The Novel Free

Lies That Bind Us



“She switched them, Gretchen. She admitted it. You were a target for them before the trip even began. It’s why they invited you. And once they figured out it wasn’t you sending the messages with Manos’s name in them, that it was one of us, they were going to get rid of us all no matter what you did or said.”

I thought back to the trial, as I had done constantly since it ended. At first, Simon said virtually nothing under cross-examination, offering mere shrugs, denials, and claims that he couldn’t remember. He implied the whole thing had been a mistake, the result of a faulty generator and our—mainly my—paranoia and deception. Melissa, by contrast, had been defiant, denying everything but somehow managing to blame everyone else, as if everything that had happened was due to the stupidity and mean-spiritedness of other people and a hostile universe. This impulse toward self-justification was bizarre and, in some ways, more frightening than anything she had said or done the night she set out to kill us all. For someone who had always seemed so composed, so attentive to the way others viewed her, this careless dropping of the veil was shocking and contemptuous, as if no one had the right to judge her so she didn’t care what they thought. That included the jury, whom she frequently sneered at in ways that made for newspaper headlines. I was reminded of the look in her eyes when, after she had been yelled at by the dead boy’s mother that day at the restaurant, Brad had refused to play along with Melissa’s pity party. There had been a feral rage in her face at the thought that someone had the audacity to disrupt what she felt she deserved. It had been the same look she had had that night in the foyer, when she had attacked me for exposing what she and Simon had done.

But she continued to deny everything, even as she scornfully remarked that it was absurd that she might lose her liberty over the death of “some Greek waiter.” The court translator hesitated over the statement, barely keeping her fury in check, and the prosecution repeated the statement several times in his closing remarks. Each time, Melissa just rolled her eyes and sighed. I was surprised no one from the public gallery went for her, the tension, the hatred was so thick in the courtroom. I felt ashamed to have been her friend.

Though the evidence remained open to interpretation, the process of laying out who Melissa had become was excruciating, her beauty and charisma peeled back to show a heart so hard and shriveled that it was painful to look at. I felt the eyes of the jury on the rest of us too, all of them silently, fiercely asking the same question: How did you not know?

I couldn’t answer that. Simon had turned out to be shallow, selfish, and ruthless in a bland, predictable, and petty sort of way, but it didn’t shock me—maybe because he was a man. I’m used to the way men, suitably draped with respectability, with money and status, are absolved and dressed with things that, if squinted at without your glasses, look like virtues: strength, confidence, and ambition. Melissa was more of an enigma, her sense of sneering superiority to all around her—including, I would say, Simon—less easy to explain and harder to swallow. A double standard, perhaps.

Even so, the evidence against them was largely circumstantial, and it was still possible that, however much the jury hated them, they might still get away with it. The turning point came when Simon abruptly changed his plea to guilty. It was clear that the trial was going badly, and everyone in court—and, for that matter, in the papers—figured he was cutting his losses, but I felt that there was more to it than that. I think I saw the moment he made his decision. Melissa was on the stand. From time to time she had tried to play the radiant and misunderstood goddess, but her furious contempt kept showing through, and the mood of the room was solidly against her. The prosecutor asked her whose idea it had been to go scuba diving and, when the question had been translated to her satisfaction, she rolled her eyes.

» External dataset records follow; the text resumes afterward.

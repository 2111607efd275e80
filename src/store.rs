use crate::domain::board::{Board, Column};
use crate::domain::drag::MoveInstruction;
use crate::domain::task::{BoardId, ColumnId, Task, TaskId};
use log::debug;

/// Callback run after every committed mutation
///
/// Receives the full board slice and the active board id, so the view layer
/// can re-render and the persistence collaborator can re-save.
pub type CommitListener = Box<dyn Fn(&[Board], Option<&BoardId>) + Send>;

/// Single source of truth for all boards
///
/// Owns the board tree exclusively; every mutation goes through the methods
/// here so the ordering and ownership invariants are enforced in one place.
/// Mutations either fully apply or are no-ops: blank titles, unknown ids and
/// out-of-range indices all degrade to a `false` return, never a panic or a
/// half-applied state.
pub struct BoardStore {
    boards: Vec<Board>,
    active_board_id: Option<BoardId>,
    listeners: Vec<CommitListener>,
}

impl BoardStore {
    /// Creates an empty store with no boards and no active board
    pub fn new() -> Self {
        Self {
            boards: Vec::new(),
            active_board_id: None,
            listeners: Vec::new(),
        }
    }

    /// Creates a store from restored boards; the first board becomes active
    pub fn from_boards(boards: Vec<Board>) -> Self {
        let active_board_id = boards.first().map(|board| board.id);
        Self {
            boards,
            active_board_id,
            listeners: Vec::new(),
        }
    }

    pub fn boards(&self) -> &[Board] {
        &self.boards
    }

    /// The board currently displayed/edited, resolved against the live tree
    ///
    /// Never a stale snapshot: the store keeps only the active board's id and
    /// looks the board up on every call.
    pub fn active_board(&self) -> Option<&Board> {
        let id = self.active_board_id.as_ref()?;
        self.boards.iter().find(|board| &board.id == id)
    }

    pub fn active_board_id(&self) -> Option<&BoardId> {
        self.active_board_id.as_ref()
    }

    /// Registers a listener invoked after every committed mutation
    pub fn subscribe(&mut self, listener: impl Fn(&[Board], Option<&BoardId>) + Send + 'static) {
        self.listeners.push(Box::new(listener));
    }

    /// Switches the active board; no-op if the id is unknown or already active
    pub fn set_active_board(&mut self, board_id: &BoardId) -> bool {
        if self.active_board_id.as_ref() == Some(board_id)
            || !self.boards.iter().any(|board| &board.id == board_id)
        {
            return false;
        }
        self.active_board_id = Some(*board_id);
        self.notify();
        true
    }

    /// Creates a new empty board and makes it active
    pub fn add_board(&mut self, title: &str) -> bool {
        if title.trim().is_empty() {
            debug!("add_board rejected: blank title");
            return false;
        }
        let board = Board::new(title);
        self.active_board_id = Some(board.id);
        self.boards.push(board);
        self.notify();
        true
    }

    /// Renames a board
    pub fn update_board(&mut self, board_id: &BoardId, title: &str) -> bool {
        if title.trim().is_empty() {
            debug!("update_board rejected: blank title");
            return false;
        }
        let Some(board) = self.board_mut(board_id) else {
            return false;
        };
        board.title = title.to_string();
        self.notify();
        true
    }

    /// Removes a board; the active board falls back to the first remaining
    pub fn delete_board(&mut self, board_id: &BoardId) -> bool {
        let Some(position) = self.boards.iter().position(|board| &board.id == board_id) else {
            return false;
        };
        self.boards.remove(position);
        if self.active_board_id.as_ref() == Some(board_id) {
            self.active_board_id = self.boards.first().map(|board| board.id);
        }
        self.notify();
        true
    }

    /// Appends a new empty column to a board
    pub fn add_column(&mut self, board_id: &BoardId, title: &str) -> bool {
        if title.trim().is_empty() {
            debug!("add_column rejected: blank title");
            return false;
        }
        let Some(board) = self.board_mut(board_id) else {
            return false;
        };
        board.columns.push(Column::new(title));
        self.notify();
        true
    }

    /// Renames a column
    pub fn update_column(&mut self, board_id: &BoardId, column_id: &ColumnId, title: &str) -> bool {
        if title.trim().is_empty() {
            debug!("update_column rejected: blank title");
            return false;
        }
        let Some(column) = self.column_mut(board_id, column_id) else {
            return false;
        };
        column.title = title.to_string();
        self.notify();
        true
    }

    /// Removes a column and every task it holds
    pub fn delete_column(&mut self, board_id: &BoardId, column_id: &ColumnId) -> bool {
        let Some(board) = self.board_mut(board_id) else {
            return false;
        };
        let Some(position) = board.column_index(column_id) else {
            return false;
        };
        board.columns.remove(position);
        self.notify();
        true
    }

    /// Appends a new task to the end of a column
    pub fn add_task(
        &mut self,
        board_id: &BoardId,
        column_id: &ColumnId,
        title: &str,
        description: &str,
    ) -> bool {
        if title.trim().is_empty() {
            debug!("add_task rejected: blank title");
            return false;
        }
        let Some(column) = self.column_mut(board_id, column_id) else {
            return false;
        };
        column.tasks.push(Task::new(title, description));
        self.notify();
        true
    }

    /// Updates a task's title and description in place
    pub fn update_task(
        &mut self,
        board_id: &BoardId,
        column_id: &ColumnId,
        task_id: &TaskId,
        title: &str,
        description: &str,
    ) -> bool {
        if title.trim().is_empty() {
            debug!("update_task rejected: blank title");
            return false;
        }
        let Some(column) = self.column_mut(board_id, column_id) else {
            return false;
        };
        let Some(task) = column.tasks.iter_mut().find(|task| &task.id == task_id) else {
            return false;
        };
        task.set_content(title, description);
        self.notify();
        true
    }

    /// Removes a task by id
    pub fn delete_task(&mut self, board_id: &BoardId, column_id: &ColumnId, task_id: &TaskId) -> bool {
        let Some(column) = self.column_mut(board_id, column_id) else {
            return false;
        };
        let Some(position) = column.task_index(task_id) else {
            return false;
        };
        column.tasks.remove(position);
        self.notify();
        true
    }

    /// Relocates one task, within a column or across columns
    ///
    /// Remove-then-insert semantics: the task is taken out of the source
    /// sequence first, and the destination index addresses the sequence as it
    /// exists after that removal. For a same-column move both indices refer
    /// to the same shrinking-then-growing sequence, which is what makes this
    /// behave like an array move rather than an insert into the original
    /// sequence. The destination index is clamped to the valid insertion
    /// range; an out-of-range source index or any unknown id is a no-op.
    pub fn move_task(
        &mut self,
        board_id: &BoardId,
        source_column_id: &ColumnId,
        dest_column_id: &ColumnId,
        source_index: usize,
        dest_index: usize,
    ) -> bool {
        let Some(board) = self.board_mut(board_id) else {
            return false;
        };
        let Some(source_pos) = board.column_index(source_column_id) else {
            return false;
        };
        let Some(dest_pos) = board.column_index(dest_column_id) else {
            return false;
        };
        if source_index >= board.columns[source_pos].tasks.len() {
            debug!("move_task rejected: source index {source_index} out of bounds");
            return false;
        }

        if source_pos == dest_pos {
            let tasks = &mut board.columns[source_pos].tasks;
            // After removal the sequence is one shorter; clamp to its
            // insertion range before comparing, so an overshooting index
            // that lands back on the source slot is still a no-op.
            let dest_index = dest_index.min(tasks.len() - 1);
            if dest_index == source_index {
                return false;
            }
            let task = tasks.remove(source_index);
            tasks.insert(dest_index, task);
        } else {
            let task = board.columns[source_pos].tasks.remove(source_index);
            let dest_tasks = &mut board.columns[dest_pos].tasks;
            let dest_index = dest_index.min(dest_tasks.len());
            dest_tasks.insert(dest_index, task);
        }

        self.notify();
        true
    }

    /// Reorders a board's columns
    ///
    /// The column is removed at `source_index` and reinserted at `dest_index`
    /// of the already-shortened sequence, clamped to its bounds. Moving a
    /// column onto its own index is a no-op.
    pub fn move_column(&mut self, board_id: &BoardId, source_index: usize, dest_index: usize) -> bool {
        let Some(board) = self.board_mut(board_id) else {
            return false;
        };
        if source_index >= board.columns.len() {
            debug!("move_column rejected: source index {source_index} out of bounds");
            return false;
        }
        let dest_index = dest_index.min(board.columns.len() - 1);
        if dest_index == source_index {
            return false;
        }
        let column = board.columns.remove(source_index);
        board.columns.insert(dest_index, column);
        self.notify();
        true
    }

    /// Applies a reduced drag instruction
    pub fn apply(&mut self, instruction: MoveInstruction) -> bool {
        match instruction {
            MoveInstruction::Task {
                board_id,
                source_column_id,
                dest_column_id,
                source_index,
                dest_index,
            } => self.move_task(
                &board_id,
                &source_column_id,
                &dest_column_id,
                source_index,
                dest_index,
            ),
            MoveInstruction::Column {
                board_id,
                source_index,
                dest_index,
            } => self.move_column(&board_id, source_index, dest_index),
        }
    }

    fn board_mut(&mut self, board_id: &BoardId) -> Option<&mut Board> {
        self.boards.iter_mut().find(|board| &board.id == board_id)
    }

    fn column_mut(&mut self, board_id: &BoardId, column_id: &ColumnId) -> Option<&mut Column> {
        self.board_mut(board_id)?
            .columns
            .iter_mut()
            .find(|column| &column.id == column_id)
    }

    fn notify(&self) {
        for listener in &self.listeners {
            listener(&self.boards, self.active_board_id.as_ref());
        }
    }
}

impl Default for BoardStore {
    fn default() -> Self {
        Self::new()
    }
}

“Si,” she said. “Of course.”

“Of course?” said the prosecutor.

“Si never misses a chance to show off.”

She smiled as she said it, but it was a knowing, disdainful smile, and I happened to glance at Simon. He blinked, as if slapped, and bit down on his lip, his eyes lowered. Five minutes later he started whispering to his lawyer, and the trial was halted for the afternoon. When we returned, the tenor of the proceedings had changed and Simon was on the stand, listlessly but clearly recounting what they had done and why.

It came, to everyone but Melissa, as an immense relief.

There were no huge surprises, but I was still amazed by the calculation behind that last night when they had tried to kill us all. They had already interrogated Gretchen and had no reason to believe she had told anyone what had happened to Manos Veranikis. Their plan, Simon said, had been to probe the rest of us for what we knew or suspected, me in particular, but Brad, already a thorn in their sides after his freak-out with Gretchen’s underwear, disturbed their set up of the generator hose. Melissa panicked, hitting him from behind, then I had come downstairs, and that brought everything else forward.

“We knew then that we would have to kill them all that night,” he said, almost casually. “That had always been the plan, but we hadn’t meant to do it so quickly. We still wanted to know who Jan might have told—we assumed she was the one sending the messages because it was the kind of thing she would get off on—so we chained her up in the basement and tried to get her to tell us what she knew. That was a mistake,” he added, giving me a quick, blank look. “We should have killed her first.

“Anyway,” he continued. The courtroom had become utterly silent as he spoke, his words echoed by the Greek simultaneous translator, the prosecutor holding back, letting him talk. “We got Brad back up to his room. He was sleeping alone because his wife didn’t want anything to do with him. Then, while we took turns to question Jan in the basement, we flooded the west side of the house with carbon monoxide.

“It was a simple plan. Perfect, really. Mel’s idea, of course. The east wing, where our room was, is self-contained, so we could stay there. We’d use the scuba gear to make sure we didn’t get poisoned, but we figured we’d just pretend to find everyone dead in the morning, discover that the hose had come disconnected from the genny, and no one would be the wiser. Apart from us, everyone who knew or had even the smallest suspicion about what happened to Manos Veranikis would die in that house. A tragic accident. We would walk away and get on with our lives.”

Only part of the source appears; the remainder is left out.